Problem details:
Pick out all lines with the word "FromStr" from the records that follow.

── Given data ──

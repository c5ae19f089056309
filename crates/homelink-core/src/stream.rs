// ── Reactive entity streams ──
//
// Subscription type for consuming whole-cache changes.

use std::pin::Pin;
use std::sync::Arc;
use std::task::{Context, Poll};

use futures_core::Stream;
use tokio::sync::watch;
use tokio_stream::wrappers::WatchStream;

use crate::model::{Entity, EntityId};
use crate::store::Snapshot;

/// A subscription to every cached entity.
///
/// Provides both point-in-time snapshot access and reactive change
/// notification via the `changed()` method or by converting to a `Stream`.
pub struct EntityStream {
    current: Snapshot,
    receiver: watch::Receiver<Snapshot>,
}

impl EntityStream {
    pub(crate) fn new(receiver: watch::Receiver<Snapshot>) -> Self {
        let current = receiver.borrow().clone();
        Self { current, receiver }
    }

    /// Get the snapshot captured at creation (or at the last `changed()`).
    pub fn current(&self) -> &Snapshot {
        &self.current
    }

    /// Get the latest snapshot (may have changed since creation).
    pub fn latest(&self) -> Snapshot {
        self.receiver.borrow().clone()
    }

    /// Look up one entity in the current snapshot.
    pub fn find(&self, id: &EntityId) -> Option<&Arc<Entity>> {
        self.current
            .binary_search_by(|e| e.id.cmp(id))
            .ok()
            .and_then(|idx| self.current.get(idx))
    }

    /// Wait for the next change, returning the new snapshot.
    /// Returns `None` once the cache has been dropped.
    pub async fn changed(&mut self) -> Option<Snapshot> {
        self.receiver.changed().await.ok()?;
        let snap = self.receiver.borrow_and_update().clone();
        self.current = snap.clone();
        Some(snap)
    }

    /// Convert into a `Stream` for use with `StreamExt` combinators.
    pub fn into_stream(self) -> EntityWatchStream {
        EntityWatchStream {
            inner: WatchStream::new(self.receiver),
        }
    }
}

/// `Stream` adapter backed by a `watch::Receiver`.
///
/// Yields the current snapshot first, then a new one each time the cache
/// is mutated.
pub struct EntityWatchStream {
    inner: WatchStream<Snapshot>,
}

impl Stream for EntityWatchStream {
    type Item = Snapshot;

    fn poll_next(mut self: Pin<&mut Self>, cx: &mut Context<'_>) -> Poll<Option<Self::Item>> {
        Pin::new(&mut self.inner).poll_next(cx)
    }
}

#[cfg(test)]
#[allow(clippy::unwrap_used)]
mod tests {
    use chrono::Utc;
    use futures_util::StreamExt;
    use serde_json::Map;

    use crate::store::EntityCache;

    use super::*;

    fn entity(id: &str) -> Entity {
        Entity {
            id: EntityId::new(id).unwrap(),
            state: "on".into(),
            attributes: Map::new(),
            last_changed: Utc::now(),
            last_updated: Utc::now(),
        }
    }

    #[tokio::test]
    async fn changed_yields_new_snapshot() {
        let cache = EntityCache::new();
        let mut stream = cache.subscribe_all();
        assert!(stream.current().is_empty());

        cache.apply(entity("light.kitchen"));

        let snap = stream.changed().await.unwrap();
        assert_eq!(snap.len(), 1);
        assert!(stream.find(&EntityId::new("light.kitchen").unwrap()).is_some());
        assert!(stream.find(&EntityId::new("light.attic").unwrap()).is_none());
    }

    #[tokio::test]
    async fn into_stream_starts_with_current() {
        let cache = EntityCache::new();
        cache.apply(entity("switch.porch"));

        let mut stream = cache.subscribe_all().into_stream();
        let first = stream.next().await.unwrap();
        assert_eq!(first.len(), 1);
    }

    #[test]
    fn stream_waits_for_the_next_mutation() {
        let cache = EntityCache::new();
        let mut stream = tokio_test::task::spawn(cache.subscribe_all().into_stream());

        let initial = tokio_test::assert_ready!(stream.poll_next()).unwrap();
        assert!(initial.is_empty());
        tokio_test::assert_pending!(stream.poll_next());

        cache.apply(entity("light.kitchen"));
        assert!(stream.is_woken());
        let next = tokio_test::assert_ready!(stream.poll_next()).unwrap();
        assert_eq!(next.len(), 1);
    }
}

───
── Given data ──

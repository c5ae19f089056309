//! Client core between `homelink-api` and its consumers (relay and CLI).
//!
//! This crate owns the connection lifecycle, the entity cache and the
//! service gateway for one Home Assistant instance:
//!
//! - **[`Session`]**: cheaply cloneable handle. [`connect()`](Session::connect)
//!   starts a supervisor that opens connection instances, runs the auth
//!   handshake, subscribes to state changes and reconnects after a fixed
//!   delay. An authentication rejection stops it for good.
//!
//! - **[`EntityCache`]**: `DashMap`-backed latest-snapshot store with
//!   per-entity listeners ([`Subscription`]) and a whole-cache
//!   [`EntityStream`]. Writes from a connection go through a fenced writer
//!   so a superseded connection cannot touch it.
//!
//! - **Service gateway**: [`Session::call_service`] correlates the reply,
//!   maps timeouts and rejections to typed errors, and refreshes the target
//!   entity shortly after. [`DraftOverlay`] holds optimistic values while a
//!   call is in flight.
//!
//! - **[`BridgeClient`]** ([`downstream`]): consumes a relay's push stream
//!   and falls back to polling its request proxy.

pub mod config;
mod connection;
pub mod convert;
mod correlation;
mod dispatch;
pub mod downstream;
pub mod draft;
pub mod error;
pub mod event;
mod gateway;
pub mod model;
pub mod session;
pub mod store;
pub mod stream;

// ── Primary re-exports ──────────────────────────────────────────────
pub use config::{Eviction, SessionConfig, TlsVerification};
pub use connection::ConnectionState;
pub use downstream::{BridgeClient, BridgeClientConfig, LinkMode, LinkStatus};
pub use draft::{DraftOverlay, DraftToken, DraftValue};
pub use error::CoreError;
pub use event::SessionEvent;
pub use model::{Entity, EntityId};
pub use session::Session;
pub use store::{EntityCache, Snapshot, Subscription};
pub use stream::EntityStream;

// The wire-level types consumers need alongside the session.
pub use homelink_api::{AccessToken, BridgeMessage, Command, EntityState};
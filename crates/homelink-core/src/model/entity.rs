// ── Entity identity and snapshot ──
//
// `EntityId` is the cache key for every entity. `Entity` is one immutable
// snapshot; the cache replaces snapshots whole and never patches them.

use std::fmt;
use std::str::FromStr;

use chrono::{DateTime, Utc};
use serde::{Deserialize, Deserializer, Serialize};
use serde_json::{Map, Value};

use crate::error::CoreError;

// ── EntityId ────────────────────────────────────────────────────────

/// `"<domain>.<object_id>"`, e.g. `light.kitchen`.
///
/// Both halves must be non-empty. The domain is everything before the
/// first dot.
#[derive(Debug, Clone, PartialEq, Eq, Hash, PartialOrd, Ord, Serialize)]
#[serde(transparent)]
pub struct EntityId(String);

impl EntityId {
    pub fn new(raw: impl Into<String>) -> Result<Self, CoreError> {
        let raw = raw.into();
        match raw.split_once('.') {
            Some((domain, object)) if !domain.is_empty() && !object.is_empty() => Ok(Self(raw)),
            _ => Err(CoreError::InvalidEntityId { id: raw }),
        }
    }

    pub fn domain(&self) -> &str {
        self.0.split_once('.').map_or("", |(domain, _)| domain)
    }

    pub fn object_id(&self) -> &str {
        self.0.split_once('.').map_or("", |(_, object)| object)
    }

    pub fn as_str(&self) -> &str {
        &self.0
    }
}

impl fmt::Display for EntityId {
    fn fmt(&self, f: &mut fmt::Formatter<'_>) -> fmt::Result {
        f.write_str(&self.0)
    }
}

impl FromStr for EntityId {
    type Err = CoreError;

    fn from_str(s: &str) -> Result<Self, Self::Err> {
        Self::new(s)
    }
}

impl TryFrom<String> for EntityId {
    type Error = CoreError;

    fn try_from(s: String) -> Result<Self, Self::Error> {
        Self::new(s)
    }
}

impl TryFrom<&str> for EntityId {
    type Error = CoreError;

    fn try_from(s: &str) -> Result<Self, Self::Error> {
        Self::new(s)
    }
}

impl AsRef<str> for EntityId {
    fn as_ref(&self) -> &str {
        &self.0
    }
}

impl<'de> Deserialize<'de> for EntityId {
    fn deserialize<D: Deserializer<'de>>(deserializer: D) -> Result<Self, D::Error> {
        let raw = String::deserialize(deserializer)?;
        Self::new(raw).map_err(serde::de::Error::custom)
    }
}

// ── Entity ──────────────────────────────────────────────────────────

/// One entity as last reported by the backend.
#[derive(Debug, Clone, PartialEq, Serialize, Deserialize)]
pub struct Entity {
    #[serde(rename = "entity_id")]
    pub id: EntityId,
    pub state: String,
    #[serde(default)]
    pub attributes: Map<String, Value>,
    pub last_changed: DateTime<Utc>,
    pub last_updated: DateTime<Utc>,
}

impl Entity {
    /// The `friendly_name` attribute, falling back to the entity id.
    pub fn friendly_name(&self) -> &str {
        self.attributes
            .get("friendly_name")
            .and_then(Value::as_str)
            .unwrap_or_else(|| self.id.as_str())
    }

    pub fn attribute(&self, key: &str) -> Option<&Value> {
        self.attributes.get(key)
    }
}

───

Response:
use std::str::FromStr;
impl FromStr for EntityId {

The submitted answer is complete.